Mais regardant autour de lui et tentant un dernier effort :

— Et vous, Messieurs, demanda-t-il tout suffoqué par tant d’émotions diverses, vous, monsieur de Guiche ; vous, monsieur de Bragelonne, ne m’accompagnez-vous point ?

De Guiche s’inclina.

— Je suis, ainsi que M. de Bragelonne, aux ordres de la reine, dit-il ; ce qu’elle nous commandera de faire, nous le ferons.

Et il regarda la jeune princesse, qui baissa les yeux.

— Pardon, monsieur de Buckingham, dit la reine, mais M. de Guiche représente ici Monsieur ; c’est lui qui doit nous faire les honneurs de la France, comme vous nous avez fait les honneurs de l’Angleterre ; il ne peut donc se dispenser de nous accompagner ; nous devons bien, d’ailleurs, cette légère faveur au courage qu’il a eu de nous venir trouver par ce mauvais temps.

Buckingham ouvrit la bouche comme pour répondre ; mais, soit qu’il ne trouvât point de pensée ou point de mots pour formuler cette pensée, aucun son ne tomba de ses lèvres, et, se retournant comme en délire, il sauta du bâtiment dans le canot.

Les rameurs n’eurent que le temps de le retenir et de se retenir eux-mêmes, car le poids et le contre-coup avaient failli faire chavirer la barque.

— Décidément, milord est fou, dit tout haut l’amiral à Raoul.

— J’en ai peur pour milord, répondit Bragelonne.
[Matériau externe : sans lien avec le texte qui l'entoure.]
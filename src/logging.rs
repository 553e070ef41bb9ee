// src/logging.rs

//! Logging setup for `rundag` using `tracing` + `tracing-subscriber`.
//!
//! Priority for determining the log level:
//! 1. `--log-level` CLI flag (if provided)
//! 2. `RUNDAG_LOG` environment variable (e.g. "info", "debug")
//! 3. default to `info`
//!
//! Logs are sent to STDERR so that command stdout can be used purely for
//! unit output.

use anyhow::Result;
use tracing_subscriber::fmt;

use crate::cli::LogLevel;

/// Initialise the global logging subscriber.
///
/// Safe to call once at startup.
pub fn init_logging(cli_level: Option<LogLevel>) -> Result<()> {
    let level = match cli_level {
        Some(lvl) => level_from_log_level(lvl),
        None => std::env::var("RUNDAG_LOG")
            .ok()
            .and_then(|s| parse_level_str(&s))
            .unwrap_or(tracing::Level::INFO),
    };

    // Send logs to stderr; keep stdout free for unit output.
    fmt()
        .with_max_level(level)
        .with_target(true)
        .with_thread_ids(false)
        .with_thread_names(false)
        .with_writer(std::io::stderr)
        .init();

    Ok(())
}

fn level_from_log_level(lvl: LogLevel) -> tracing::Level {
    match lvl {
        LogLevel::Error => tracing::Level::ERROR,
        LogLevel::Warn => tracing::Level::WARN,
        LogLevel::Info => tracing::Level::INFO,
        LogLevel::Debug => tracing::Level::DEBUG,
        LogLevel::Trace => tracing::Level::TRACE,
    }
}

fn parse_level_str(s: &str) -> Option<tracing::Level> {
    match s.trim().to_lowercase().as_str() {
        "error" => Some(tracing::Level::ERROR),
        "warn" | "warning" => Some(tracing::Level::WARN),
        "info" => Some(tracing::Level::INFO),
        "debug" => Some(tracing::Level::DEBUG),
        "trace" => Some(tracing::Level::TRACE),
        _ => None,
    }
}
// src/exec/writer.rs

//! Output plumbing for unit commands.
//!
//! Several units run concurrently, all ultimately writing to the same
//! destination (normally stdout). [`UnitWriter`] buffers one unit's output
//! and releases it in a single piece when the unit finishes, so output from
//! different units never interleaves mid-stream.

use std::fmt;
use std::io::{self, Write};
use std::sync::{Arc, Mutex};

/// Cloneable handle over a shared byte sink.
#[derive(Clone)]
pub struct SharedWriter {
    inner: Arc<Mutex<Box<dyn Write + Send>>>,
}

impl SharedWriter {
    pub fn new(writer: impl Write + Send + 'static) -> Self {
        Self {
            inner: Arc::new(Mutex::new(Box::new(writer))),
        }
    }

    /// Shared handle over the process stdout.
    pub fn stdout() -> Self {
        Self::new(io::stdout())
    }
}

impl fmt::Debug for SharedWriter {
    fn fmt(&self, f: &mut fmt::Formatter<'_>) -> fmt::Result {
        f.write_str("SharedWriter(..)")
    }
}

impl Write for SharedWriter {
    fn write(&mut self, buf: &[u8]) -> io::Result<usize> {
        self.inner.lock().unwrap().write(buf)
    }

    fn flush(&mut self) -> io::Result<()> {
        self.inner.lock().unwrap().flush()
    }
}

/// In-memory sink whose contents can be read back after a run. Used for the
/// JSON plan capture step and by tests.
#[derive(Debug, Clone, Default)]
pub struct MemoryWriter {
    buffer: Arc<Mutex<Vec<u8>>>,
}

impl MemoryWriter {
    pub fn new() -> Self {
        Self::default()
    }

    pub fn contents(&self) -> Vec<u8> {
        self.buffer.lock().unwrap().clone()
    }

    pub fn contents_string(&self) -> String {
        String::from_utf8_lossy(&self.contents()).into_owned()
    }
}

impl Write for MemoryWriter {
    fn write(&mut self, buf: &[u8]) -> io::Result<usize> {
        self.buffer.lock().unwrap().extend_from_slice(buf);
        Ok(buf.len())
    }

    fn flush(&mut self) -> io::Result<()> {
        Ok(())
    }
}

/// Buffers a single unit's output until [`UnitWriter::flush_output`]
/// releases it to the underlying shared writer.
#[derive(Clone)]
pub struct UnitWriter {
    buffer: Arc<Mutex<Vec<u8>>>,
    target: SharedWriter,
}

impl UnitWriter {
    pub fn new(target: SharedWriter) -> Self {
        Self {
            buffer: Arc::new(Mutex::new(Vec::new())),
            target,
        }
    }

    /// Write everything buffered so far to the underlying writer, in one
    /// piece, and clear the buffer.
    pub fn flush_output(&self) -> io::Result<()> {
        let mut buffer = self.buffer.lock().unwrap();
        if buffer.is_empty() {
            return Ok(());
        }

        let mut target = self.target.clone();
        target.write_all(&buffer)?;
        target.flush()?;
        buffer.clear();
        Ok(())
    }
}

impl fmt::Debug for UnitWriter {
    fn fmt(&self, f: &mut fmt::Formatter<'_>) -> fmt::Result {
        f.write_str("UnitWriter(..)")
    }
}

impl Write for UnitWriter {
    fn write(&mut self, buf: &[u8]) -> io::Result<usize> {
        self.buffer.lock().unwrap().extend_from_slice(buf);
        Ok(buf.len())
    }

    fn flush(&mut self) -> io::Result<()> {
        Ok(())
    }
}
mod common;

use std::collections::HashSet;
use std::sync::Arc;

use proptest::prelude::*;

use rundag::run::{DependencyOrder, RunQueue, UnitStatus};

use common::{run_queue, runner_options, FakeExecutor, UnitBuilder};

// Strategy to generate a valid DAG: unit N may only depend on units with a
// lower index, which makes cycles impossible by construction.
fn dag_strategy(max_units: usize) -> impl Strategy<Value = Vec<Vec<usize>>> {
    (1..=max_units).prop_flat_map(|n| {
        proptest::collection::vec(proptest::collection::vec(any::<usize>(), 0..n), n).prop_map(
            |raw| {
                raw.into_iter()
                    .enumerate()
                    .map(|(i, potential)| {
                        let mut deps = HashSet::new();
                        for d in potential {
                            if i > 0 {
                                deps.insert(d % i);
                            }
                        }
                        let mut deps: Vec<usize> = deps.into_iter().collect();
                        deps.sort_unstable();
                        deps
                    })
                    .collect()
            },
        )
    })
}

fn unit_name(i: usize) -> String {
    format!("unit-{i}")
}

proptest! {
    #![proptest_config(ProptestConfig::with_cases(48))]

    #[test]
    fn random_dags_run_every_reachable_unit_exactly_once(
        deps in dag_strategy(8),
        failing_indices in proptest::collection::vec(0..8usize, 0..3),
    ) {
        let rt = tokio::runtime::Builder::new_multi_thread()
            .worker_threads(2)
            .enable_all()
            .build()
            .unwrap();

        rt.block_on(async move {
            let n = deps.len();
            let failing: HashSet<usize> =
                failing_indices.into_iter().filter(|i| *i < n).collect();

            let units: Vec<_> = deps
                .iter()
                .enumerate()
                .map(|(i, ds)| {
                    let mut builder = UnitBuilder::new(&unit_name(i));
                    for d in ds {
                        builder = builder.after(&unit_name(*d));
                    }
                    builder.build()
                })
                .collect();

            let queue = RunQueue::linked(units, DependencyOrder::Normal).unwrap();
            let executor = Arc::new(FakeExecutor::failing(
                failing.iter().map(|i| unit_name(*i)),
            ));
            let opts = Arc::new(runner_options(executor.clone()));

            let result = run_queue(&queue, &opts, None, 3).await;

            // A unit ends up failed when its own command fails or any of
            // its dependencies failed; deps always point at lower indices,
            // so this folds in index order.
            let mut failed = vec![false; n];
            for i in 0..n {
                failed[i] = failing.contains(&i) || deps[i].iter().any(|d| failed[*d]);
            }

            // A unit actually runs iff none of its dependencies failed.
            let should_run: HashSet<String> = (0..n)
                .filter(|i| deps[*i].iter().all(|d| !failed[*d]))
                .map(unit_name)
                .collect();

            let executed = executor.executed();
            let executed_set: HashSet<String> = executed.iter().cloned().collect();

            assert_eq!(
                executed.len(),
                executed_set.len(),
                "a unit ran twice: {executed:?}"
            );
            assert_eq!(executed_set, should_run);

            // Dependencies start (and therefore finish) before dependents.
            for (i, ds) in deps.iter().enumerate() {
                let Some(pos) = executed.iter().position(|p| *p == unit_name(i)) else {
                    continue;
                };
                for d in ds {
                    let dep_pos = executed
                        .iter()
                        .position(|p| *p == unit_name(*d))
                        .expect("an executed unit's dependency must have run");
                    assert!(
                        dep_pos < pos,
                        "unit-{d} must run before unit-{i}: {executed:?}"
                    );
                }
            }

            for node in queue.iter() {
                assert_eq!(node.status(), UnitStatus::Finished);
            }

            let expected_failures = failed.iter().filter(|f| **f).count();
            match result {
                Ok(()) => assert_eq!(expected_failures, 0),
                Err(errs) => assert_eq!(errs.len(), expected_failures),
            }
        });
    }
}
Pendant tout le temps que le canot mit à gagner la terre, le duc ne cessa de couvrir de ses regards le vaisseau amiral, comme ferait un avare qu’on arracherait à son coffre, une mère qu’on éloignerait de sa fille pour la conduire à la mort. Mais rien ne répondit à ses signaux, à ses manifestations, à ses lamentables attitudes.

Buckingham en fut tellement étourdi, qu’il se laissa tomber sur un banc, enfonça sa main dans ses cheveux, tandis que les matelots insoucieux faisaient voler le canot sur les vagues.

En arrivant, il était dans une torpeur telle, que s’il n’eût pas rencontré sur le port le messager auquel il avait fait prendre les devants comme maréchal des logis, il n’eût pas su demander son chemin.

Une fois arrivé à la maison qui lui était destinée, il s’y enferma comme Achille dans sa tente.

Cependant le canot qui portait les princesses quittait le bord du vaisseau amiral au moment même où Buckingham mettait pied à terre.

Une barque suivait, remplie d’officiers, de courtisans et d’amis empressés.

Toute la population du Havre, embarquée à la hâte sur des bateaux de pêche et des barques plates ou sur de longues péniches normandes, accourut au devant du bateau royal.

Le canon des forts retentissait ; le vaisseau amiral et les deux autres échangeaient leurs salves, et des nuages de flammes s’envolaient des bouches béantes en flocons ouatés de fumée au-dessus des flots, puis s’évaporaient dans l’azur du ciel.

La princesse descendit aux degrés du quai. Une musique joyeuse l’attendait à terre et accompagnait chacun de ses pas.

Tandis que, s’avançant dans le centre de la ville, elle foulait de son pied délicat les riches tapisseries et les jonchées de fleurs, de Guiche et Raoul, se dérobant du milieu des Anglais, prenaient leur chemin par la ville et s’avançaient rapidement vers l’endroit désigné pour la résidence de Madame.

— Hâtons-nous, disait Raoul à de Guiche, car, du caractère que je lui connais, ce Buckingham nous fera quelque malheur en voyant le résultat de notre délibération d’hier.

— Oh ! dit le comte, nous avons là de Wardes, qui est la fermeté en personne, et Manicamp, qui est la douceur même.

De Guiche n’en fit pas moins diligence, et, cinq minutes après, ils étaient en vue de l’hôtel de ville.

Ce qui les frappa d’abord, c’était une grande quantité de gens assemblés sur la place.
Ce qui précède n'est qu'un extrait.